ASSIGNMENT ->
Nothing but the lines from the one containing "assert_eq!(decoded.value, config);" through the end of the data below may appear in the response, each one exact.

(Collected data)
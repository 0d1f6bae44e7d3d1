//! Periodic flush and point-in-time backup of the wallet file.

use std::fs;
use std::path::{Path, PathBuf};
use std::time::Duration;

use chrono::Utc;
use thiserror::Error;

use crate::db::{WalletDb, WalletDbError};
use crate::logging;

/// When a best-effort flush is worth the fsync.
#[derive(Debug, Clone)]
pub struct FlushPolicy {
    /// Minimum time between flushes.
    pub min_interval: Duration,
    /// Dirty writes that trigger a flush regardless of the interval.
    pub dirty_threshold: u64,
}

impl Default for FlushPolicy {
    fn default() -> Self {
        Self {
            min_interval: Duration::from_secs(2),
            dirty_threshold: 64,
        }
    }
}

#[derive(Debug, Error)]
pub enum BackupError {
    #[error(transparent)]
    Db(#[from] WalletDbError),

    #[error("failed to copy wallet to {path}: {source}")]
    Copy {
        path: PathBuf,
        source: std::io::Error,
    },
}

/// Best-effort flush driven by `policy`. Returns whether a flush ran.
///
/// Failures are logged and swallowed; a missed flush costs durability of
/// recent writes, not correctness, and the next call retries. When churn
/// has piled up, the flush is upgraded to a full compaction.
pub fn maybe_flush(db: &mut WalletDb, policy: &FlushPolicy) -> bool {
    let due = db.dirty_writes() >= policy.dirty_threshold
        || (db.dirty_writes() > 0 && db.last_flush().elapsed() >= policy.min_interval);
    if !due {
        return false;
    }

    let result = if db.needs_rewrite() {
        db.compact()
    } else {
        db.flush()
    };
    if let Err(err) = result {
        logging::warn(
            "wallet_flush_failed",
            &[
                ("error", &err.to_string()),
                ("path", &db.path().display().to_string()),
            ],
        );
        return false;
    }
    true
}

/// Copy the wallet file to `dest` after forcing it to stable storage.
///
/// `dest` may be a directory, in which case the copy gets a timestamped
/// filename. A partial copy left by a failed attempt is removed.
pub fn backup_wallet(db: &mut WalletDb, dest: &Path) -> Result<PathBuf, BackupError> {
    db.flush()?;

    let target = if dest.is_dir() {
        let stamp = Utc::now().format("%Y-%m-%d-%H%M%S");
        let name = db
            .path()
            .file_stem()
            .and_then(|s| s.to_str())
            .unwrap_or("wallet");
        dest.join(format!("{name}-{stamp}.dat"))
    } else {
        dest.to_path_buf()
    };

    if let Err(source) = copy_and_sync(db.path(), &target) {
        let _ = fs::remove_file(&target);
        return Err(BackupError::Copy {
            path: target,
            source,
        });
    }

    logging::info(
        "wallet_backup",
        &[
            ("source", &db.path().display().to_string()),
            ("target", &target.display().to_string()),
        ],
    );
    Ok(target)
}

fn copy_and_sync(source: &Path, target: &Path) -> std::io::Result<()> {
    fs::copy(source, target)?;
    fs::File::open(target)?.sync_all()
}

#[cfg(test)]
mod tests {
    use super::*;
    use crate::load::{load_wallet, DbLoadStatus, WalletState};
    use tempfile::TempDir;

    #[test]
    fn test_maybe_flush_only_when_dirty() {
        let dir = TempDir::new().unwrap();
        let mut db = WalletDb::open(&dir.path().join("wallet.dat")).unwrap();
        let policy = FlushPolicy {
            min_interval: Duration::ZERO,
            dirty_threshold: 1,
        };

        assert!(!maybe_flush(&mut db, &policy));
        db.write_name("addr", "label").unwrap();
        assert!(maybe_flush(&mut db, &policy));
        assert_eq!(db.dirty_writes(), 0);
        assert!(!maybe_flush(&mut db, &policy));
    }

    #[test]
    fn test_backup_to_file_is_loadable() {
        let dir = TempDir::new().unwrap();
        let mut db = WalletDb::open(&dir.path().join("wallet.dat")).unwrap();
        db.write_name("addr", "label").unwrap();

        let target = dir.path().join("copy.dat");
        let written = backup_wallet(&mut db, &target).unwrap();
        assert_eq!(written, target);
        drop(db);

        let copy = WalletDb::open(&target).unwrap();
        let mut state = WalletState::new();
        assert_eq!(load_wallet(&copy, &mut state), DbLoadStatus::Ok);
        assert_eq!(state.names["addr"], "label");
    }

    #[test]
    fn test_backup_copy_failure_surfaces_target_path() {
        let dir = TempDir::new().unwrap();
        let mut db = WalletDb::open(&dir.path().join("wallet.dat")).unwrap();
        db.write_name("addr", "label").unwrap();

        // Destination inside a directory that does not exist.
        let target = dir.path().join("missing").join("copy.dat");
        let err = backup_wallet(&mut db, &target).unwrap_err();
        match err {
            BackupError::Copy { path, .. } => assert_eq!(path, target),
            other => panic!("wrong error: {other}"),
        }
    }

    #[test]
    fn test_db_error_converts() {
        use crate::kv::KvError;
        let err = BackupError::from(WalletDbError::Kv(KvError::Locked("w.dat".into())));
        assert!(matches!(err, BackupError::Db(_)));
    }

    #[test]
    fn test_backup_to_directory_gets_timestamped_name() {
        let dir = TempDir::new().unwrap();
        let mut db = WalletDb::open(&dir.path().join("wallet.dat")).unwrap();
        db.write_name("addr", "label").unwrap();

        let out = dir.path().join("backups");
        fs::create_dir(&out).unwrap();
        let written = backup_wallet(&mut db, &out).unwrap();
        assert_eq!(written.parent(), Some(out.as_path()));
        let name = written.file_name().unwrap().to_str().unwrap();
        assert!(name.starts_with("wallet-"));
        assert!(name.ends_with(".dat"));
    }
}
//! Masternode configuration records, keyed by operator-chosen alias.

use super::codec::{DecodeError, Reader, Versioned, Writer};

/// One configured masternode: network endpoint, collateral address, and
/// the node's operating private key (opaque to this layer).
#[derive(Debug, Clone, PartialEq, Eq)]
pub struct NodeConfig {
    pub alias: String,
    pub address: String,
    pub collateral_address: String,
    pub masternode_privkey: String,
}

impl NodeConfig {
    pub const CURRENT_VERSION: u32 = 1;

    pub fn encode(&self) -> Vec<u8> {
        let mut w = Writer::versioned(Self::CURRENT_VERSION);
        w.put_str(&self.alias);
        w.put_str(&self.address);
        w.put_str(&self.collateral_address);
        w.put_str(&self.masternode_privkey);
        w.finish()
    }

    pub fn decode(data: &[u8]) -> Result<Versioned<Self>, DecodeError> {
        let mut r = Reader::new(data);
        let (version, future_version) = r.version(Self::CURRENT_VERSION)?;
        let value = Self {
            alias: r.string("masternode alias")?,
            address: r.string("masternode address")?,
            collateral_address: r.string("collateral address")?,
            masternode_privkey: r.string("masternode privkey")?,
        };
        Ok(Versioned {
            value,
            version,
            future_version,
        })
    }
}

#[cfg(test)]
mod tests {
    use super::*;

    #[test]
    fn test_roundtrip() {
        let config = NodeConfig {
            alias: "mn1".to_string(),
            address: "203.0.113.7:9999".to_string(),
            collateral_address: "LCollateralAddr".to_string(),
            masternode_privkey: "7privkeybase58".to_string(),
        };
        let decoded = NodeConfig::decode(&config.encode()).unwrap();
        assert_eq!(decoded.value, config);
    }

    #[test]
    fn test_garbage_rejected() {
        assert!(NodeConfig::decode(&[0xff; 6]).is_err());
    }
}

YOUR RESPONSE ->
        assert_eq!(decoded.value, config);
    }

    #[test]
    fn test_garbage_rejected() {
        assert!(NodeConfig::decode(&[0xff; 6]).is_err());
    }
}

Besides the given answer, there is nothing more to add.